KORANMANDALA.COM – Todung Mulya Lubis, Ketua Tim Demokrasi Keadilan (TDK) Ganjar-Mahfud, menyatakan bahwa Ketua Umum PDI-P Megawati Soekarnoputri mendukung wacana hak angket mengenai dugaan kecurangan Pemilihan Presiden (Pilpres) 2024.
Todung menyatakan, penekanan dari rencana penggunaan hak angket yang akan dilakukan oleh partai politik (parpol) pendukung pasangan calon nomor 3, Ganjar Pranowo-Mahfud MD, adalah untuk mengungkap dugaan kecurangan yang terstruktur, sistematis, dan masif (TSM) yang diduga terjadi sebelum, saat, dan setelah pencoblosan.
Dia menegaskan bahwa hak angket tidak dimaksudkan untuk memicu pemakzulan. Ia juga menjelaskan bahwa Ibu Megawati tidak berniat untuk menggoyahkan pemerintahan hingga 20 Oktober 2024, dan tidak memerintahkan para menteri dari PDI Perjuangan untuk mengundurkan diri.
Todung juga mengklaim bahwa partai yang diketuai oleh Megawati dan berlambang banteng moncong putih tidak bertujuan untuk melakukan pemakzulan terhadap presiden melalui hak angket. Menurutnya, hak angket DPR dimaksudkan untuk mengungkap dan mengoreksi dugaan kecurangan yang terjadi.
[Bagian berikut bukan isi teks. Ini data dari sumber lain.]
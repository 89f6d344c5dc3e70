pub mod csv_in;
pub mod file;
pub mod spreadsheet;
pub mod stdin;

use std::path::Path;

use credit_desk_core::holdings::record::RawRecord;
use tracing::info;

/// Read a holdings export, choosing the reader from the file extension.
pub fn read_records(
    path: &str,
    sheet: &str,
    delimiter: u8,
) -> Result<Vec<RawRecord>, Box<dyn std::error::Error>> {
    let extension = Path::new(path)
        .extension()
        .and_then(|e| e.to_str())
        .map(str::to_lowercase)
        .unwrap_or_default();

    let records: Vec<RawRecord> = match extension.as_str() {
        "xlsx" | "xlsm" | "xlsb" | "xls" | "ods" => spreadsheet::read_sheet(path, sheet)?,
        "csv" | "txt" => csv_in::read_csv(path, delimiter)?,
        "json" => file::read_json(path)?,
        other => {
            return Err(format!(
                "Unsupported input format '.{other}'. Use .xlsx, .xls, .ods, .csv or .json"
            )
            .into())
        }
    };

    info!(path, rows = records.len(), "read holdings");
    Ok(records)
}

#[cfg(test)]
mod tests {
    use super::*;
    use credit_desk_core::holdings::record::RawCell;
    use std::io::Write;

    #[test]
    fn test_dispatch_on_json_extension() {
        let mut file = tempfile::Builder::new().suffix(".json").tempfile().unwrap();
        write!(file, r#"[{{"Tipo": "CRA", "Duration": 2.5}}]"#).unwrap();
        let records = read_records(file.path().to_str().unwrap(), "Export", b',').unwrap();
        assert_eq!(records.len(), 1);
        assert_eq!(records[0].get("Duration"), &RawCell::Number(2.5));
    }

    #[test]
    fn test_unknown_extension_rejected() {
        let file = tempfile::Builder::new().suffix(".parquet").tempfile().unwrap();
        let err = read_records(file.path().to_str().unwrap(), "Export", b',').unwrap_err();
        assert!(err.to_string().contains("Unsupported input format"));
    }
}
Dia menjelaskan bahwa proses pemakzulan adalah hal yang berbeda dan terpisah dari penggunaan hak angket. Namun, jika hasil dari penyelidikan menggunakan hak angket menjadi dasar untuk memulai proses pemakzulan, itu akan menjadi masalah lain. Saat ini, hak angket tidak memiliki keterkaitan langsung dengan upaya pemakzulan.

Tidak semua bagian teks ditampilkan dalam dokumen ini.